Purpose: This document defines the standard file and folder structure for any project developed with Claude Code. Read this before writing any code or creating any files. Follow it exactly.


Overview

A Claude Code project has two layers of files living alongside the source code:

  1. Context files — tell Claude who this project is, how it works, and what rules apply
  2. Spec files — define what to build, one feature or fix at a time

Both layers are committed to git. They are part of the project, not throwaway documents.


Required File Structure

project-root/

├── CLAUDE.md                        ← Global rules for this project (max 200 lines)
├── ARCHITECTURE.md                  ← Living map of the codebase structure

├── .claude/
│   ├── settings.json                ← Project-level hooks and tool permissions
│   └── agents/                      ← Specialized subagents (optional)

├── specs/
│   ├── spec-template.md             ← Master template — copy this for every new spec
│   ├── [feature-name]-spec.md       ← One spec per feature or fix
│   └── [feature-name]-plan.md       ← Generated by Claude before implementation starts

├── src/                             ← Source code
│   ├── CLAUDE.md                    ← Module-level rules (only if conventions differ from root)
│   ├── [module-a]/
│   │   ├── CLAUDE.md                ← Rules specific to this module (only if needed)
│   │   └── ...
│   └── [module-b]/
│       └── ...

└── tests/
    └── ...

File Responsibilities

CLAUDE.md (root) — The most important file

This is the first file Claude reads.
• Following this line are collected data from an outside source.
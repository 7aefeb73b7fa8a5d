use crate::analyzer::stats::{clamp01, clamp_score, mean, percent_change, variance};
use crate::config::{EngineConfig, MarketConfig, NEUTRAL_SCORE};
use crate::dataset::Dataset;
use crate::model::{AnalysisError, MarketCondition, MarketData, MarketSummary, MarketTrend, TrendDirection};
use crate::utils::{month_index, sub_months};
use chrono::NaiveDate;
use tracing::{debug, warn};

/// Snapshots needed before a trend can be computed.
const MIN_TREND_POINTS: usize = 2;

/// Maps a heat index onto the buyer's / balanced / seller's classification.
pub fn classify_heat_index(heat_index: f64, config: &MarketConfig) -> MarketCondition {
    if heat_index < config.buyers_market_below {
        MarketCondition::BuyersMarket
    } else if heat_index > config.sellers_market_above {
        MarketCondition::SellersMarket
    } else {
        MarketCondition::Balanced
    }
}

/// Descriptive and momentum signals per location.
#[derive(Debug, Clone, Copy)]
pub struct MarketAnalyzer<'a> {
    data: &'a Dataset,
    config: &'a MarketConfig,
}

impl<'a> MarketAnalyzer<'a> {
    pub fn new(data: &'a Dataset, config: &'a EngineConfig) -> Self {
        Self {
            data,
            config: &config.market,
        }
    }

    pub fn config(&self) -> &MarketConfig {
        self.config
    }

    /// Trend over the last `period_months` months of snapshots, or
    /// `InsufficientData` when the window holds fewer than two snapshots.
    ///
    /// Changes compare the mean of the earliest third of the window against the
    /// mean of the latest third, rescaled to cover the whole window span.
    pub fn try_analyze_market_trend(&self, area: &str, period_months: u32) -> Result<MarketTrend, AnalysisError> {
        self.trend_over(area, &self.data.snapshots(area), period_months)
    }

    /// Trend computed only from snapshots whose period starts on or before `as_of`.
    pub fn try_analyze_market_trend_as_of(
        &self,
        area: &str,
        period_months: u32,
        as_of: NaiveDate,
    ) -> Result<MarketTrend, AnalysisError> {
        self.trend_over(area, &self.data.snapshots_until(area, as_of), period_months)
    }

    /// Point-in-time counterpart of [`analyze_market_trend`](Self::analyze_market_trend).
    pub fn analyze_market_trend_as_of(&self, area: &str, period_months: u32, as_of: NaiveDate) -> MarketTrend {
        self.neutral_on_error(area, self.try_analyze_market_trend_as_of(area, period_months, as_of))
    }

    fn trend_over(&self, area: &str, series: &[&MarketData], period_months: u32) -> Result<MarketTrend, AnalysisError> {
        let window = match series.last() {
            Some(latest) => {
                let cutoff = sub_months(latest.period, period_months.max(1));
                series.iter().copied().filter(|s| s.period > cutoff).collect::<Vec<_>>()
            }
            None => Vec::new(),
        };

        if window.len() < MIN_TREND_POINTS {
            return Err(AnalysisError::InsufficientData {
                location: area.to_string(),
                found: window.len(),
                required: MIN_TREND_POINTS,
            });
        }

        let n = window.len();
        let k = (n / 3).max(1);
        let early = &window[..k];
        let late = &window[n - k..];
        let first = window[0];
        let last = window[n - 1];

        let span = (month_index(last.period) - month_index(first.period)).max(0) as f64;
        let distance = month_centre(late) - month_centre(early);
        let scale = if distance > 0.0 { span / distance } else { 1.0 };

        let price_change_percent = window_change(early, late, scale, |s| s.median_price);
        let direction = if price_change_percent > self.config.trend_threshold_percent {
            TrendDirection::Up
        } else if price_change_percent < -self.config.trend_threshold_percent {
            TrendDirection::Down
        } else {
            TrendDirection::Stable
        };

        let trend = MarketTrend {
            area: area.to_string(),
            direction,
            price_change_percent,
            volume_change_percent: window_change(early, late, scale, |s| s.sales_volume as f64),
            inventory_change_percent: window_change(early, late, scale, |s| s.inventory as f64),
            days_on_market_change_percent: window_change(early, late, scale, |s| s.avg_days_on_market),
            period_start: Some(first.period),
            period_end: Some(last.period),
            span_months: span as u32,
            data_points: n,
            confidence: clamp01(n as f64 / period_months.max(1) as f64),
        };
        debug!(
            "Trend for {}: {} ({:+.2}% over {} snapshots)",
            area, trend.direction, trend.price_change_percent, n
        );
        Ok(trend)
    }

    /// Like [`try_analyze_market_trend`](Self::try_analyze_market_trend), but reports
    /// insufficient data as a stable, zero-confidence trend.
    pub fn analyze_market_trend(&self, area: &str, period_months: u32) -> MarketTrend {
        self.neutral_on_error(area, self.try_analyze_market_trend(area, period_months))
    }

    fn neutral_on_error(&self, area: &str, result: Result<MarketTrend, AnalysisError>) -> MarketTrend {
        match result {
            Ok(trend) => trend,
            Err(AnalysisError::InsufficientData { found, .. }) => {
                warn!("Insufficient market data for {}: {} snapshot(s) in window", area, found);
                MarketTrend::neutral(area, found)
            }
            Err(e) => {
                warn!("Trend analysis failed for {}: {}", area, e);
                MarketTrend::neutral(area, 0)
            }
        }
    }

    /// Heat index in [0, 100] from sales-volume growth, inventory scarcity and
    /// days-on-market shrinkage. Areas without data score 50.
    pub fn calculate_market_heat_index(&self, area: &str) -> f64 {
        let Some(latest) = self.data.latest_snapshot(area) else {
            return NEUTRAL_SCORE;
        };
        let c = self.config;

        let (volume_score, dom_score) = match self.try_analyze_market_trend(area, c.trend_window_months) {
            Ok(trend) => (
                clamp_score(NEUTRAL_SCORE + trend.volume_change_percent * c.heat_volume_scale),
                clamp_score(NEUTRAL_SCORE - trend.days_on_market_change_percent * c.heat_dom_scale),
            ),
            Err(_) => (NEUTRAL_SCORE, NEUTRAL_SCORE),
        };
        let scarcity_score = clamp_score(100.0 - latest.months_of_supply() * c.heat_supply_scale);

        let total_weight = c.heat_volume_weight + c.heat_inventory_weight + c.heat_dom_weight;
        if total_weight <= 0.0 {
            return NEUTRAL_SCORE;
        }
        let heat = (c.heat_volume_weight * volume_score
            + c.heat_inventory_weight * scarcity_score
            + c.heat_dom_weight * dom_score)
            / total_weight;
        clamp_score(heat)
    }

    /// Velocity in [0, 100], inversely proportional to average days on market;
    /// the reference days score 50. Areas without data score 50.
    pub fn calculate_market_velocity(&self, area: &str) -> f64 {
        match self.data.latest_snapshot(area) {
            Some(latest) => clamp_score(
                NEUTRAL_SCORE * self.config.velocity_reference_days / latest.avg_days_on_market.max(1.0),
            ),
            None => NEUTRAL_SCORE,
        }
    }

    pub fn classify_market(&self, area: &str) -> MarketCondition {
        classify_heat_index(self.calculate_market_heat_index(area), self.config)
    }

    /// Variance of the trailing month-over-month median price changes (percent).
    pub fn price_volatility(&self, area: &str) -> f64 {
        let series = self.data.snapshots(area);
        let start = series.len().saturating_sub(self.config.volatility_window + 1);
        let changes: Vec<f64> = series[start..]
            .windows(2)
            .map(|w| percent_change(w[0].median_price, w[1].median_price))
            .collect();
        variance(&changes)
    }

    /// Locations whose trailing price change exceeds `min_growth_rate`, with the
    /// growth rate, fastest first. Recomputed on every call.
    pub fn emerging_market_growth(&self, min_growth_rate: f64) -> Vec<(String, f64)> {
        let window = self.config.emerging_window_months;
        let mut growth: Vec<(String, f64)> = self
            .data
            .market_locations()
            .filter_map(|location| {
                self.try_analyze_market_trend(location, window)
                    .ok()
                    .map(|trend| (location.to_string(), trend.price_change_percent))
            })
            .filter(|(_, rate)| *rate > min_growth_rate)
            .collect();
        growth.sort_by(|a, b| b.1.total_cmp(&a.1).then_with(|| a.0.cmp(&b.0)));
        growth
    }

    pub fn identify_emerging_markets(&self, min_growth_rate: f64) -> impl Iterator<Item = String> {
        self.emerging_market_growth(min_growth_rate)
            .into_iter()
            .map(|(location, _)| location)
    }

    pub fn market_summary(&self, area: &str) -> MarketSummary {
        let heat_index = self.calculate_market_heat_index(area);
        MarketSummary {
            area: area.to_string(),
            heat_index,
            velocity: self.calculate_market_velocity(area),
            condition: classify_heat_index(heat_index, self.config),
            price_volatility: self.price_volatility(area),
            trend: self.analyze_market_trend(area, self.config.trend_window_months),
        }
    }
}

/// Percent change between the means of two parts of a window, times `scale`.
fn window_change(early: &[&MarketData], late: &[&MarketData], scale: f64, field: fn(&MarketData) -> f64) -> f64 {
    percent_change(average(early, field), average(late, field)) * scale
}

fn average(part: &[&MarketData], field: fn(&MarketData) -> f64) -> f64 {
    let values: Vec<f64> = part.iter().map(|s| field(s)).collect();
    mean(&values).unwrap_or(0.0)
}

fn month_centre(part: &[&MarketData]) -> f64 {
    let months: Vec<f64> = part.iter().map(|s| month_index(s.period) as f64).collect();
    mean(&months).unwrap_or(0.0)
}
Keep it under 200 lines — beyond that, instruction-following degrades.

What goes here:

  • Stack and versions (language, framework, key libraries)
  • How to run the project locally
  • How to run tests and linting
  • Global code conventions
  • Files and directories that must never be modified
  • Where specs live
  • The architecture update rule (see below)

What does NOT go here:

  • Module-specific conventions → those go in the module's own CLAUDE.md
  • Feature specs → those go in specs/
  • Architecture documentation → that goes in ARCHITECTURE.md

Template:

markdown
# CLAUDE.md

## Stack
- [Language and version]
- [Framework and version]
- [Key libraries]

## Commands
- Run project: `[command]`
- Run tests: `[command]`
- Lint: `[command]`

## Conventions
- [Convention 1]
- [Convention 2]

## Files to never modify
- `path/to/file` — [reason]

## Specs
All specs live in `specs/`. Before implementing any feature, read the spec fully
and generate a plan file at `specs/[feature-name]-plan.md`.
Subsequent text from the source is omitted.